Referente per l’educazione alla Salute dell’Ufficio scolastico regionale, Claudio Bardini alla bella età di 59 anni, splendidamente portati, continua a dedicare la sua vita allo sport e ai giovani. I giovani li conosce bene da insegnante di scuola media – a Tavagnacco è stato promotore della prima scuola media dello sport – e da docente in Scienze motorie dell’Università di Udine.
Altri aspetti importanti della sua via sono la famiglia – Bardini è sposato da oltre 30 anni ed è padre di due figli maschi – e la fede. Proprio per questo ha organizzato per il secondo anno, come coordinatore dell’Ufficio educazione motoria per la provincia di Udine, ‘Le giornate dell’educazione motoria fisica e sportiva’. Tema del seminario di quest’anno è Sport e fede: arricchisce la vita delle persone”.
Come si abbinano sport e fede?
“Io faccio parte della generazione che frequentava gli oratori, quelli che erano guidati dal parroco, ma anche dal cappellano. Oggi, purtroppo, i pochi parroci non hanno più molto tempo da dedicare ai giovani e i cappellani non esistono più”.
Cosa voleva dire frequentare un oratorio?
“L’oratorio permetteva di giocare in maniera trasversale, polivalente, unendo giovani dai primi anni d’età fino ai 28 circa. Si cresceva insieme. L’oratorio univa generazioni differenti, insegnava a rispettare le gerarchie, ad aspettare il proprio turno e gli orari fissati. Crescevi, guardavi ed esploravi. Cadevi anche, ma comunque ti rialzavi e facevi sport tutto il giorno”.
Oggi come si può riempire il buco?
“Il mio obiettivo è insegare il suo valore anche ai giovani che frequentano Scienze motorie, perché possano diventare i nuovi anima-tori. Senza contare che l’oratorio unisce i ragazzi diversamente abili, ma anche quelli provenienti da diverse culture, perché lo sport unisce tutti”.
C’è un altro vuoto da riempire, però…
“Al giorno d’oggi, oltre ad allenare i ragazzi bisognerebbe allenare i genitori. Per un padre e una madre il proprio figlio è sempre il numero uno. Fino ai 13 anni, invece, è importante che i genitori insegnino a rispettare le regole e che i figli crescano nel rispetto delle regole. E’ fondamentale, per esempio, non saltare gli allenamenti e arrivare puntuali. I ragazzi, ma anche i genitori devono rispettare tecnici e allenatori e collaborare con l’arbitro. Oggi, manca proprio il rispetto. In campo i genitori si lasciano andare a licenze poetiche, che non si possono sentire”.

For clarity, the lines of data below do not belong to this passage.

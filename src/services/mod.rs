//! Service layer: pipeline orchestration and the outward facade.
//!
//! Domain logic lives here, separated from UI concerns. Services emit
//! events for progress tracking so the CLI (or any other frontend) can
//! render without being wired into the pipeline.

mod events;
mod pipeline;
mod service;

pub use events::{PipelineEvent, PipelinePhase};
pub use pipeline::PipelineCoordinator;
pub use service::{HealthReport, OcrService, ToolStatus};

Succede soltanto nello sport?
“Assolutamente no. I genitori mettono in discussione anche gli insegnanti. Il problema è che manca il senso vero di fare i genitori, che molto spesso si limitano a parcheggiare i figli. Bisogna imparare il valore della famiglia. Il seminario che si è tenuto a Gemona ha messo insieme sport e oratorio. Imparare la fede in un contesto sportivo aiuta a rispettare le diverse culture, a crescere insieme, dando attenzione maggiore alla crescita della persona, recuperando allo stesso tempo le nostre radici. Questa è la vera funzione etica e spirituale. Esempi su tutti sono quelli di Bebe Vio a Rio e della nostra Rosanna Menazzi. Atlete disabile che hanno ritrovato la strada della vita proprio grazie alla fede e allo sport”.
Lei è padre di due figli. Cosa ha trasmesso loro?
“Innanzitutto, sono sposato con Marina da oltre 34 anni. E’ lei che ha seguito da vicino la famiglia, i figli, ai quali ha insegnato dal punto di vista educativo la coerenza. Senza di lei non ce l’avrei fatta”.
Ha trasmesso anche l’amore per lo sport?
“Mio figlio maggiore ha 30 anni, viaggia molto per lavoro, ma ha sempre con sé la borsa della palestra, per essere pronto ad allenarsi appena torna a casa. Gioca a pallacanestro da quando aveva 6 anni. Oggi è nel Fagagna in serie C. Il più giovane ha 24 anni e studia Economia aziendale. Pratica diversi sport. Gli ho insegnato a essere autonomi, gli ho dato libertà, senza mai pretendere risultai incredibili”.